There’s no crying in snowboarding

Sunday morning Jon and I headed up the mountain for what would be my fourth attempt at snowboarding. Just before the beginning of ski season we invested in a booklet of passes to Brighton Ski Resort and a bunch of gear on clearance at REI including two new boards, a set of bindings, and a pair of boots a size too small. Jon said that the boots needed to fit tightly in order to maneuver the board properly, but I didn’t care. They were on sale, and I would get to brag about that fact to anyone who would listen.

The forecast called for snow all day, and for once the weather people were right — those people are constantly predicting weather they want to be true and not what nature is actually indicating. Why isn’t The Smoking Gun looking into that large-scale betrayal of public trust? Talk about a conspiracy of lies. James Frey? JAMES SHMEY. There’s a weather man right here in Utah who looks and dresses like a walking corpse, and he’s always predicting snow storms that never happen. He’s practically screaming WHAT MORE DO I HAVE TO DO TO GET YOU TO INVESTIGATE MY INTENTIONS.

By the time we pulled into the resort snow was coming down at a rate of about two inches an hour. That kind of snow makes for great boarding, but it also makes it almost impossible to put on your gear without shoving snow into delicate, sacred places. And this is one of my biggest hang-ups with winter sports, that it requires so much work to even get out the door. I can’t get over how much easier it would be to just sit inside where it’s warm and fondle the inside of my nose with my finger.

I hadn’t tried on any of my gear since we bought it five months ago, and when I attempted to stick my foot in one of the boots it tried to snap my leg off at the ankle. You can ask Jon, I wanted to give up right then and I talked about it, talked about giving up and throwing the boots out the window and driving over them with the car ten or twelve times. He had to walk over to my side of the car and help me put each foot into a boot like I was a baby, and just like a baby I screamed as if he was sawing my toes off with a nail file.

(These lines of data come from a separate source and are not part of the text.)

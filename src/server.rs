// Copyright 2022 Ryan Seipp
//
// Licensed under the Apache License, Version 2.0 (the "License");
// you may not use this file except in compliance with the License.
// You may obtain a copy of the License at
//
//     http://www.apache.org/licenses/LICENSE-2.0
//
// Unless required by applicable law or agreed to in writing, software
// distributed under the License is distributed on an "AS IS" BASIS,
// WITHOUT WARRANTIES OR CONDITIONS OF ANY KIND, either express or implied.
// See the License for the specific language governing permissions and
// limitations under the License.

//! Server lifecycle: configuration, startup, shutdown.

use std::fmt;
use std::io::{self, ErrorKind};
use std::net::{Ipv4Addr, SocketAddr, SocketAddrV4};
use std::sync::Arc;
use std::thread::{self, JoinHandle};

use log::trace;
use mio::net::TcpListener;
use mio::Waker;

use crate::handler::FrameHandler;
use crate::listener::Listener;
use crate::worker::{Ctl, Worker, WorkerHandle};

/// Startup configuration for a [`TcpServer`]. None of it is mutable after
/// [`TcpServer::start`].
#[derive(Debug, Clone)]
pub struct ServerConfig {
    /// IPv4 address to bind.
    pub bind_ip: Ipv4Addr,
    /// Port to bind; 0 asks the kernel for an ephemeral port, readable back
    /// through [`TcpServer::local_addr`].
    pub port: u16,
    /// Short name used to prefix every log line of this server.
    pub label: String,
    /// Number of I/O worker threads. Fixed for the server's lifetime; must
    /// be at least 1.
    pub workers: usize,
}

/// The server side of the framed transport: one accept thread feeding a
/// fixed pool of I/O worker threads.
///
/// Messages arriving on any connection are delivered to the
/// [`FrameHandler`] supplied at startup; the handler's returned session
/// value ties later messages on the same connection to upper-layer state.
pub struct TcpServer<H: FrameHandler> {
    label: String,
    local_addr: SocketAddr,
    workers: Vec<WorkerHandle<H::Session>>,
    worker_threads: Vec<JoinHandle<()>>,
    acceptor: Option<JoinHandle<()>>,
    stop: Arc<Waker>,
    stopped: bool,
}

impl<H: FrameHandler> TcpServer<H> {
    /// Binds the listening socket, spawns the worker pool and the accept
    /// thread, and returns the running server.
    ///
    /// On any failure everything already created is undone: started threads
    /// are signalled and joined, descriptors are closed, and the error is
    /// returned to the caller.
    pub fn start(config: ServerConfig, handler: Arc<H>) -> io::Result<Self> {
        if config.workers == 0 {
            return Err(io::Error::new(
                ErrorKind::InvalidInput,
                "at least one io thread is required",
            ));
        }

        let addr = SocketAddr::V4(SocketAddrV4::new(config.bind_ip, config.port));
        let listener = TcpListener::bind(addr)?;
        let local_addr = listener.local_addr()?;

        // Build every runtime before spawning any thread, so failures up to
        // this point unwind by plain drops.
        let mut runtimes = Vec::with_capacity(config.workers);
        let mut workers = Vec::with_capacity(config.workers);
        for id in 0..config.workers {
            let (worker, handle) = Worker::new(id, config.label.clone(), Arc::clone(&handler))?;
            runtimes.push(worker);
            workers.push(handle);
        }

        let mut admission = Vec::with_capacity(config.workers);
        for handle in &workers {
            admission.push(handle.try_clone()?);
        }
        let (mut accept_loop, stop) =
            Listener::<H>::new(listener, config.label.clone(), admission)?;

        let mut worker_threads = Vec::with_capacity(config.workers);
        for mut worker in runtimes {
            let name = format!("{}-io-{}", config.label, worker_threads.len());
            match thread::Builder::new().name(name).spawn(move || worker.run()) {
                Ok(join) => worker_threads.push(join),
                Err(e) => {
                    Self::halt_workers(&workers, &mut worker_threads);
                    return Err(e);
                }
            }
        }

        let acceptor = match thread::Builder::new()
            .name(format!("{}-accept", config.label))
            .spawn(move || accept_loop.run())
        {
            Ok(join) => join,
            Err(e) => {
                Self::halt_workers(&workers, &mut worker_threads);
                return Err(e);
            }
        };

        trace!(
            "{} server ready on {} with {} io threads",
            config.label,
            local_addr,
            config.workers
        );

        Ok(Self {
            label: config.label,
            local_addr,
            workers,
            worker_threads,
            acceptor: Some(acceptor),
            stop,
            stopped: false,
        })
    }

    /// Address the server is listening on.
    pub fn local_addr(&self) -> SocketAddr {
        self.local_addr
    }

    /// Number of live connections across all workers.
    pub fn connections(&self) -> usize {
        self.workers.iter().map(WorkerHandle::connections).sum()
    }

    /// Live connection count per worker, indexed by worker id.
    pub fn worker_loads(&self) -> Vec<usize> {
        self.workers.iter().map(WorkerHandle::connections).collect()
    }

    /// Stops the server: the accept thread first, then every worker.
    ///
    /// Each worker tears down all connections it still owns before its
    /// thread exits, so every terminal callback has fired and every
    /// descriptor is closed by the time this returns.
    pub fn stop(mut self) {
        self.shutdown();
    }

    fn shutdown(&mut self) {
        if self.stopped {
            return;
        }
        self.stopped = true;

        let _ = self.stop.wake();
        if let Some(join) = self.acceptor.take() {
            let _ = join.join();
        }

        for handle in &self.workers {
            let _ = handle.ctl.send(Ctl::Shutdown);
            let _ = handle.waker.wake();
        }
        for join in self.worker_threads.drain(..) {
            let _ = join.join();
        }

        trace!("{} server stopped", self.label);
    }

    fn halt_workers(handles: &[WorkerHandle<H::Session>], threads: &mut Vec<JoinHandle<()>>) {
        for handle in handles {
            let _ = handle.ctl.send(Ctl::Shutdown);
            let _ = handle.waker.wake();
        }
        for join in threads.drain(..) {
            let _ = join.join();
        }
    }
}

impl<H: FrameHandler> Drop for TcpServer<H> {
    fn drop(&mut self) {
        self.shutdown();
    }
}

impl<H: FrameHandler> fmt::Debug for TcpServer<H> {
    fn fmt(&self, f: &mut fmt::Formatter<'_>) -> fmt::Result {
        f.debug_struct("TcpServer")
            .field("label", &self.label)
            .field("local_addr", &self.local_addr)
            .field("workers", &self.workers.len())
            .field("stopped", &self.stopped)
            .finish()
    }
}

Once we got my boots on, however, I realized that I hadn’t yet put on my snowboarding pants. To give you a clue as to where this is going I’ll tell you that it is impossible to pull on a pair of snowboarding pants over a pair of boots. Physics prevents it. If object A is bigger than the opening in object B, object A is going to have a hell of a time fitting through object B, just ask any woman who’s given birth or dated a closeted gay man. I tore off my boots, rolled down the window and threw them at a passing car.

Four hours later we made it up the hill and I immediately fell off the lift when we got to the top of the first run. As if face-planting isn’t painful enough, no one can fall off the lift in private. The lift operator has to stop the entire lift and once the body is out of the way they blast a siren to signal that the lift is going to start up again. Hey everybody! LOOK! ANOTHER ONE FELL OFF.

Surprisingly I made it down that run with only a few internal injuries, and as the day progressed I hated being there less and less. My muscles quickly remembered which way they had to move so that I wouldn’t die, and by the fifth run I was experiencing a certain amount of glee, a glee particular to the sensation of flying 40 mph through the air without the aid of machinery. It feels like such hypocrisy as a parent — we tell Leta not to walk around with a carrot sticking out of her mouth because she might fall and choke on it, but it’s okay to hurl our bodies down a 10,000 foot precipice lined with trees.